A vibrissa-inspired highly flexible tactile sensor: scanning 3D object surfaces providing tactile images

Just as the sense of touch complements vision in various species, several robots could benefit from advanced tactile sensors, in particular when operating under poor visibility. A prominent tactile sense organ, frequently serving as a natural paragon for developing tactile sensors, is the vibrissae of, e.g., rats. Within this study, we present a vibrissa-inspired sensor concept for 3D object scanning and reconstruction to be exemplarily used in mobile robots. The setup consists of a highly flexible rod attached to a 3D force-torque transducer (measuring device). The scanning process is realized by translationally shifting the base of the rod relative to the object. Consequently, the rod sweeps over the object’s surface, undergoing large bending deflections.
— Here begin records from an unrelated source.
//! Sample and event types shared by the sensing pipeline.
//!
//! Samples are 3-axis accelerations in device units (m/s^2 for the ADXL345
//! family). Events are ephemeral: they are produced once per tick, pushed onto
//! the event bus and consumed once by the chapter state machine.

use serde::{Deserialize, Serialize};
use std::fmt;
use std::time::Duration;

/// Accelerometer axis.
#[derive(Debug, Clone, Copy, PartialEq, Eq, Hash, Serialize, Deserialize)]
#[serde(rename_all = "lowercase")]
pub enum Axis {
    X,
    Y,
    Z,
}

impl Axis {
    /// Fixed priority order used to break ties between axes.
    pub const ALL: [Axis; 3] = [Axis::X, Axis::Y, Axis::Z];
}

/// Direction along an axis.
#[derive(Debug, Clone, Copy, PartialEq, Eq, Hash, Serialize, Deserialize)]
#[serde(rename_all = "lowercase")]
pub enum Sign {
    Positive,
    Negative,
}

impl Sign {
    pub(crate) fn of(value: f32) -> Self {
        if value < 0.0 {
            Sign::Negative
        } else {
            Sign::Positive
        }
    }
}

/// Instantaneous 3-axis reading straight from the sensor driver.
#[derive(Debug, Clone, Copy, PartialEq, Default, Serialize, Deserialize)]
pub struct RawSample {
    pub x: f32,
    pub y: f32,
    pub z: f32,
}

impl RawSample {
    pub fn new(x: f32, y: f32, z: f32) -> Self {
        Self { x, y, z }
    }

    /// Whether every component is a finite number.
    pub fn is_finite(&self) -> bool {
        self.x.is_finite() && self.y.is_finite() && self.z.is_finite()
    }

    /// Clamp every component into `[-range, range]`.
    pub fn clamped(&self, range: f32) -> Self {
        Self {
            x: self.x.clamp(-range, range),
            y: self.y.clamp(-range, range),
            z: self.z.clamp(-range, range),
        }
    }

    pub fn magnitude(&self) -> f32 {
        (self.x * self.x + self.y * self.y + self.z * self.z).sqrt()
    }
}

/// EMA-smoothed 3-axis vector.
#[derive(Debug, Clone, Copy, PartialEq, Default, Serialize, Deserialize)]
pub struct FilteredSample {
    pub x: f32,
    pub y: f32,
    pub z: f32,
}

impl FilteredSample {
    pub fn new(x: f32, y: f32, z: f32) -> Self {
        Self { x, y, z }
    }

    pub fn magnitude(&self) -> f32 {
        (self.x * self.x + self.y * self.y + self.z * self.z).sqrt()
    }

    pub fn axis(&self, axis: Axis) -> f32 {
        match axis {
            Axis::X => self.x,
            Axis::Y => self.y,
            Axis::Z => self.z,
        }
    }

    /// Component-wise difference `self - other`.
    pub fn minus(&self, other: &FilteredSample) -> FilteredSample {
        FilteredSample {
            x: self.x - other.x,
            y: self.y - other.y,
            z: self.z - other.z,
        }
    }
}

impl From<RawSample> for FilteredSample {
    fn from(raw: RawSample) -> Self {
        Self {
            x: raw.x,
            y: raw.y,
            z: raw.z,
        }
    }
}

/// At-rest reference captured once by calibration.
#[derive(Debug, Clone, Copy, PartialEq, Serialize, Deserialize)]
pub struct Baseline(FilteredSample);

impl Baseline {
    pub(crate) fn new(origin: FilteredSample) -> Self {
        Self(origin)
    }

    pub fn origin(&self) -> FilteredSample {
        self.0
    }

    /// Per-axis deviation of `sample` from this baseline.
    pub fn deviation(&self, sample: &FilteredSample) -> FilteredSample {
        sample.minus(&self.0)
    }
}

/// Discrete motion gesture recognized from filtered samples.
#[derive(Debug, Clone, Copy, PartialEq, Eq, Serialize, Deserialize)]
pub enum GestureEvent {
    TiltDetected { axis: Axis, sign: Sign },
    TapDetected,
    SustainedMovementDetected,
}

impl GestureEvent {
    pub(crate) fn tilt(axis: Axis, value: f32) -> Self {
        GestureEvent::TiltDetected {
            axis,
            sign: Sign::of(value),
        }
    }
}

/// Physical buttons on the device.
#[derive(Debug, Clone, Copy, PartialEq, Eq, Hash, Serialize, Deserialize)]
#[serde(rename_all = "lowercase")]
pub enum ButtonId {
    Left,
    Right,
    /// Push switch on the rotary encoder shaft.
    Encoder,
}

impl ButtonId {
    pub const ALL: [ButtonId; 3] = [ButtonId::Left, ButtonId::Right, ButtonId::Encoder];
}

impl fmt::Display for ButtonId {
    fn fmt(&self, f: &mut fmt::Formatter<'_>) -> fmt::Result {
        match self {
            ButtonId::Left => write!(f, "left"),
            ButtonId::Right => write!(f, "right"),
            ButtonId::Encoder => write!(f, "encoder"),
        }
    }
}

/// Debounced button / encoder event.
#[derive(Debug, Clone, Copy, PartialEq, Eq, Serialize, Deserialize)]
pub enum InputEvent {
    ButtonPressed(ButtonId),
    ButtonReleased(ButtonId),
    /// Net detents turned since the previous poll; positive is clockwise.
    EncoderRotated(i32),
    /// Both hold buttons have been down together for `elapsed`.
    BothHeld(Duration),
}

/// Anything the chapter state machine can react to.
#[derive(Debug, Clone, Copy, PartialEq, Eq, Serialize, Deserialize)]
pub enum Event {
    Gesture(GestureEvent),
    Input(InputEvent),
}

impl From<GestureEvent> for Event {
    fn from(e: GestureEvent) -> Self {
        Event::Gesture(e)
    }
}

impl From<InputEvent> for Event {
    fn from(e: InputEvent) -> Self {
        Event::Input(e)
    }
}

/// An event stamped by the bus.
#[derive(Debug, Clone, Copy, PartialEq, Eq)]
pub struct TimedEvent {
    /// Monotonic time since boot.
    pub at: Duration,
    /// Bus sequence number, strictly increasing.
    pub seq: u64,
    pub event: Event,
}

/// Snapshot of every input line, as read by an input device in one poll.
#[derive(Debug, Clone, Copy, PartialEq, Eq, Default, Serialize, Deserialize)]
pub struct InputSnapshot {
    pub left: bool,
    pub right: bool,
    pub encoder_button: bool,
    /// Raw encoder counter (pulses, not detents).
    pub encoder_position: i32,
}

impl InputSnapshot {
    pub fn is_down(&self, button: ButtonId) -> bool {
        match button {
            ButtonId::Left => self.left,
            ButtonId::Right => self.right,
            ButtonId::Encoder => self.encoder_button,
        }
    }
}
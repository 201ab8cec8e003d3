//! Fogline - input sensing and chapter state machine for a handheld
//! narrative device.
//!
//! The player advances through ten story chapters by tilting and shaking the
//! device, tapping it, and using two buttons and a rotary encoder. Everything
//! runs on one cooperative tick loop; hardware is reached only through the
//! collaborator traits in [`device`].
//!
//! # Architecture
//!
//! ```text
//! ┌──────────────────────────────────────────────────────────────┐
//! │                       Session Controller                     │
//! ├──────────────────────────────────────────────────────────────┤
//! │  ┌─────────────┐   ┌─────────────┐                           │
//! │  │   Signal    │──▶│   Gesture   │──┐                        │
//! │  │   Filter    │   │ Classifier  │  │   ┌─────────────┐      │
//! │  └─────────────┘   └─────────────┘  ├──▶│  Event Bus  │      │
//! │  ┌─────────────┐                    │   └──────┬──────┘      │
//! │  │    Input    │────────────────────┘          ▼             │
//! │  │ Aggregator  │                      ┌─────────────────┐    │
//! │  └─────────────┘                      │ Chapter Machine │    │
//! │                                       └────────┬────────┘    │
//! │         ┌──────────────┬───────────────────────┤             │
//! │         ▼              ▼                       ▼             │
//! │  ┌─────────────┐ ┌─────────────┐       ┌─────────────┐       │
//! │  │  Feedback   │ │   Display   │       │ Score Board │       │
//! │  └─────────────┘ └─────────────┘       └─────────────┘       │
//! └──────────────────────────────────────────────────────────────┘
//! ```
//!
//! # Example
//!
//! ```no_run
//! use fogline::core::{FogStory, SessionController};
//! use fogline::device::{ConsoleDisplay, LogIndicator, Peripherals, Script, ScriptedBoard, SystemClock};
//! use fogline::Config;
//! use std::rc::Rc;
//! use std::sync::atomic::AtomicBool;
//!
//! let clock = Rc::new(SystemClock::new());
//! let board = ScriptedBoard::new(Script::new(), clock.clone());
//! let peripherals = Peripherals {
//!     sensor: Box::new(board.sensor()),
//!     input: Box::new(board.input()),
//!     display: Box::new(ConsoleDisplay::new()),
//!     indicator: Box::new(LogIndicator),
//! };
//!
//! let mut session = SessionController::new(Config::default(), peripherals, Box::new(clock), Box::new(FogStory));
//! session.run(&AtomicBool::new(true), None);
//! ```

pub mod config;
pub mod core;
pub mod device;
pub mod report;
pub mod scores;
pub mod sensing;

// Re-export key types at crate root for convenience
pub use config::{Config, ConfigError};
pub use core::{
    ChapterId, ChapterMachine, ChapterSource, Difficulty, EventBus, FogStory, Outcome,
    SessionController, SessionPhase,
};
pub use report::{ReportError, SessionReport};
pub use scores::{ScoreBoard, ScoreKeeper};
pub use sensing::{Event, GestureEvent, InputEvent, TimedEvent};

/// Library version.
pub const VERSION: &str = env!("CARGO_PKG_VERSION");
Then, the support reactions at the base of the rod are evaluated for contact localization. Presenting a method of theoretically generating these support reactions, we provide an important basis for future parameter studies. During scanning, lateral slip of the rod is not actively prevented, in contrast to literature. In this way, we demonstrate the suitability of the sensor for passively dragging it on a mobile robot. Experimental scanning sweeps using an artificial vibrissa (steel wire) of length 50 mm and a glass sphere as a test object with a diameter of 60 mm verify the theoretical results and serve as a proof of concept.